The show debuted at Radio City Music Hall in New York City on September 14, 1995, followed by a 200 city road trip into 1996. It replicated Mortal Kombat martial arts and video game moves on stage mixed with dancing and music. Lip synching were pre-recorded and used to demonstrate the official MK sound effects, though there was no graphic violence or Fatalities visible in the show. The audience participated by yelling "Run!" or "Kick him!" as part of the live action.

==Plot==
Theatrical Mortal Kombat stage show that featured martial arts, sounds from the game and laser light effects. Three Earth warriors travel to Outworld to rescue their comrade and find an amulet that can defeat Shao Kahn and save Earth.

==Cast==

- Baraka #1 — Ryan Watson
- Baraka #2 — Allen Sandoval
- Jax #1 — Hakim Alston
- Jax #2 — Shah Alston
- Jax #3 — Tyrone C. Wiggins
- Johnny Cage #1 — Jeffrey D. Harris
- Johnny Cage #2 — Brad Halstead
- Johnny Cage #3 — Ted Nordblum
- Johnny Cage #4 — Jeff Durbin
- Johnny Cage #5 — Garry Waugh
- Kabal — Tracy Fleming
- Kano — Joseph "Eddie" Acavedo
- Kano#2 — Mark Chemeleski
- Nightwolf #1 — Jeffery D. Harris
- Nightwolf #2 — Ted Nordblum
- King Baraka — Percy Brown
- Kitana #1 — Jennifer DeCosta
- Kitana #2 — Lexi Alexander (credited as Lexi Mirai)
- Liu Kang #1 — Carmichael Simon
- Liu Kang #2 — Jon Valera
- Liu Kang #3 — Allen Sandoval
- Liu Kang #4 — Michael Li
- Mileena — Jennifer DeCosta
- Mileena #2 — Lexi Alexander (credited as Lexi Mirai)
- Raiden — Garth Johnson
- Scorpion #1 — Anthony Demarco
- Scorpion #2 — Darius Wahrhaftig
- Scorpion #3 — Drew MacIver
- Shang Tsung #1 — Sidney S. Liufau
- Shang Tsung #2 — James Kim
- Shang Tsung #3 — Simon Kim
- Shang Tsung #4 — Michael Li
- Shang Tsung #5 — Jimim Kim
- Shang Tsung #6 — Drew MacIver
- Shao Kahn #1 — Jeffrey D. Harris
- Shao Kahn #2 — Ted Nordblum
- Sindel #1 — Eileen Weisinger
- Sindel #2 — June Castro
- Sonya #1 — Kerri Hoskins
- Sonya #2 — Cathleen Ann Gardner
- Sub Zero #1 — Ryan Watson
- Sub Zero #2 — Darius Wahrhaftig
- Sub Zero #3 — Drew MacIver

==Production==
The lasers were produced by Laser Fantasy International of Seattle and operated by Dave Haskell and Chris Thornberry.
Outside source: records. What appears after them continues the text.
use std::env;
use std::fmt;
use std::net::{IpAddr, SocketAddr};
use std::path::PathBuf;
use std::time::Duration;

const DEFAULT_SIMULATED_LATENCY_MS: u64 = 500;

/// Distinguishes runtime behavior for different stages of the service.
#[derive(Debug, Clone, Copy, PartialEq, Eq)]
pub enum AppEnvironment {
    Development,
    Test,
    Production,
}

impl AppEnvironment {
    fn from_str(value: &str) -> Self {
        match value.trim().to_ascii_lowercase().as_str() {
            "prod" | "production" => Self::Production,
            "test" | "ci" => Self::Test,
            _ => Self::Development,
        }
    }
}

/// Top-level configuration for the job board service.
#[derive(Debug, Clone)]
pub struct AppConfig {
    pub environment: AppEnvironment,
    pub server: ServerConfig,
    pub telemetry: TelemetryConfig,
    pub store: StoreConfig,
}

impl AppConfig {
    pub fn load() -> Result<Self, ConfigError> {
        dotenvy::dotenv().ok();

        let environment = AppEnvironment::from_str(
            &env::var("APP_ENV").unwrap_or_else(|_| "development".to_string()),
        );

        let host = env::var("APP_HOST").unwrap_or_else(|_| "127.0.0.1".to_string());
        let port = env::var("APP_PORT")
            .unwrap_or_else(|_| "3000".to_string())
            .parse::<u16>()
            .map_err(|_| ConfigError::InvalidPort)?;

        let log_level = env::var("APP_LOG_LEVEL").unwrap_or_else(|_| "info".to_string());
        let log_format = match env::var("APP_LOG_FORMAT") {
            Ok(raw) => LogFormat::parse(&raw).ok_or(ConfigError::InvalidLogFormat(raw))?,
            Err(_) => LogFormat::Compact,
        };

        let data_dir = env::var("APP_STORE_DIR")
            .ok()
            .map(|raw| raw.trim().to_string())
            .filter(|raw| !raw.is_empty())
            .map(PathBuf::from);

        let latency_ms = match env::var("APP_SIMULATED_LATENCY_MS") {
            Ok(raw) => raw
                .trim()
                .parse::<u64>()
                .map_err(|_| ConfigError::InvalidLatency(raw))?,
            Err(_) => DEFAULT_SIMULATED_LATENCY_MS,
        };

        let seed_on_start = match env::var("APP_SEED_ON_START") {
            Ok(raw) => parse_flag(&raw).ok_or(ConfigError::InvalidFlag {
                name: "APP_SEED_ON_START",
                value: raw,
            })?,
            Err(_) => true,
        };

        Ok(Self {
            environment,
            server: ServerConfig { host, port },
            telemetry: TelemetryConfig {
                log_level,
                log_format,
            },
            store: StoreConfig {
                data_dir,
                simulated_latency: Duration::from_millis(latency_ms),
                seed_on_start,
            },
        })
    }
}

fn parse_flag(raw: &str) -> Option<bool> {
    match raw.trim().to_ascii_lowercase().as_str() {
        "1" | "true" | "yes" | "on" => Some(true),
        "0" | "false" | "no" | "off" => Some(false),
        _ => None,
    }
}

/// Settings controlling the HTTP server binding.
#[derive(Debug, Clone)]
pub struct ServerConfig {
    pub host: String,
    pub port: u16,
}

impl ServerConfig {
    pub fn socket_addr(&self) -> Result<SocketAddr, ConfigError> {
        if self.host.eq_ignore_ascii_case("localhost") {
            return Ok(SocketAddr::new(IpAddr::from([127, 0, 0, 1]), self.port));
        }

        let ip: IpAddr = self
            .host
            .parse()
            .map_err(|source| ConfigError::InvalidHost { source })?;

        Ok(SocketAddr::new(ip, self.port))
    }
}

/// Tracing controls.
#[derive(Debug, Clone)]
pub struct TelemetryConfig {
    pub log_level: String,
    pub log_format: LogFormat,
}

#[derive(Debug, Clone, Copy, PartialEq, Eq)]
pub enum LogFormat {
    Compact,
    Json,
}

impl LogFormat {
    fn parse(value: &str) -> Option<Self> {
        match value.trim().to_ascii_lowercase().as_str() {
            "compact" | "text" => Some(Self::Compact),
            "json" => Some(Self::Json),
            _ => None,
        }
    }
}

/// Where collections live and how slow the simulated round trip is.
#[derive(Debug, Clone)]
pub struct StoreConfig {
    /// Directory holding one `<key>.json` file per collection. `None` keeps
    /// everything in memory for the lifetime of the process.
    pub data_dir: Option<PathBuf>,
    pub simulated_latency: Duration,
    pub seed_on_start: bool,
}

#[derive(Debug)]
pub enum ConfigError {
    InvalidPort,
    InvalidHost { source: std::net::AddrParseError },
    InvalidLogFormat(String),
    InvalidLatency(String),
    InvalidFlag { name: &'static str, value: String },
}

impl fmt::Display for ConfigError {
    fn fmt(&self, f: &mut fmt::Formatter<'_>) -> fmt::Result {
        match self {
            ConfigError::InvalidPort => write!(f, "APP_PORT must be a valid u16"),
            ConfigError::InvalidHost { .. } => {
                write!(f, "APP_HOST must parse to an IPv4 or IPv6 address")
            }
            ConfigError::InvalidLogFormat(value) => {
                write!(f, "APP_LOG_FORMAT must be 'compact' or 'json' (found '{value}')")
            }
            ConfigError::InvalidLatency(value) => write!(
                f,
                "APP_SIMULATED_LATENCY_MS must be a whole number of milliseconds (found '{value}')"
            ),
            ConfigError::InvalidFlag { name, value } => {
                write!(f, "{name} must be true or false (found '{value}')")
            }
        }
    }
}

impl std::error::Error for ConfigError {
    fn source(&self) -> Option<&(dyn std::error::Error + 'static)> {
        match self {
            ConfigError::InvalidHost { source } => Some(source),
            _ => None,
        }
    }
}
A medium frame Spectra Physics and a 40 watt laser scope were used along with a custom fiber system for these effects. It was produced in part by "David Fishof Presents".
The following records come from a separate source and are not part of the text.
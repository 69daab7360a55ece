use crate::infra::{AppState, SharedBackend};
use axum::http::{header, StatusCode};
use axum::response::IntoResponse;
use axum::routing::get;
use axum::{Extension, Json, Router};
use job_board::JobBoard;
use serde_json::json;

/// Data endpoints from the board plus the health and metrics endpoints.
pub(crate) fn with_operational_routes(board: &JobBoard<SharedBackend>) -> Router {
    board
        .router()
        .route("/health", get(healthcheck))
        .route("/ready", get(readiness_endpoint))
        .route("/metrics", get(metrics_endpoint))
}

pub(crate) async fn healthcheck() -> Json<serde_json::Value> {
    Json(json!({ "status": "ok" }))
}

pub(crate) async fn readiness_endpoint(Extension(state): Extension<AppState>) -> impl IntoResponse {
    let ready = state.readiness.load(std::sync::atomic::Ordering::Relaxed);
    let status = if ready {
        StatusCode::OK
    } else {
        StatusCode::SERVICE_UNAVAILABLE
    };

    let payload = if ready {
        json!({ "status": "ready" })
    } else {
        json!({ "status": "initializing" })
    };

    (status, Json(payload))
}

pub(crate) async fn metrics_endpoint(Extension(state): Extension<AppState>) -> impl IntoResponse {
    (
        StatusCode::OK,
        [(header::CONTENT_TYPE, "text/plain; version=0.0.4")],
        state.metrics.render(),
    )
}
Hakim Alston (Jax) played an Outworld warrior who was defeated by Liu Kang (Robin Shou) in the original MK movie a year earlier. Fight coordinator Cary-Hiroyuki Tagawa also appeared in the movie as Shang Tsung.

==Release==
===Tour dates===
Mortal Kombat: Live Tour had two separate touring companies running simultaneously, which is why some dates are listed twice.

| Date | Venue | City |
|---|---|---|
| September 14, 1995 | Radio City Music Hall | New York, NY |
| September 23, 1995 | Hersheypark Arena | Hershey, PA |
| October 21, 1995 | Arrowhead Pond of Anaheim | Anaheim, CA |
| October 21, 1995 | George Mason University Patriot Center | Fairfax, VA |
| October 22, 1995 | Great Western Forum | Inglewood, CA |
| October 22, 1995 | US Air Arena | Landover, MD |
| January 13, 1996 | Wings Stadium | Kalamazoo, MI |
| January 17, 1996 | Breslin Center | Lansing, MI |
| January 21, 1996 | Riverfront Coliseum | Cincinnati, OH |
| February 22, 1996 | Roanoke Civic Center Coliseum | Roanoke, VA |

==Reception==

===Critical response===

At its opening at Radio City Music Hall, the show did not quite sell out on its first night, though sales for subsequent Saturday and Sunday performances were heavy. A review by UPI described the show's visual production as its main strength, praising its lasers and pyrotechnic special effects as guaranteed to keep audience engaged. Tickets ranged from $14 to $25 for the 90-minute show, which featured giant screens surrounding the stage to give audiences in larger venues a closer view of the action. In 2011, 1UP.com featured the show in the article "The Top Ten Times Mortal Kombat Went Wrong" and GamesRadar ranked it as number one on the list of "most absurd Mortal Kombat offshoots".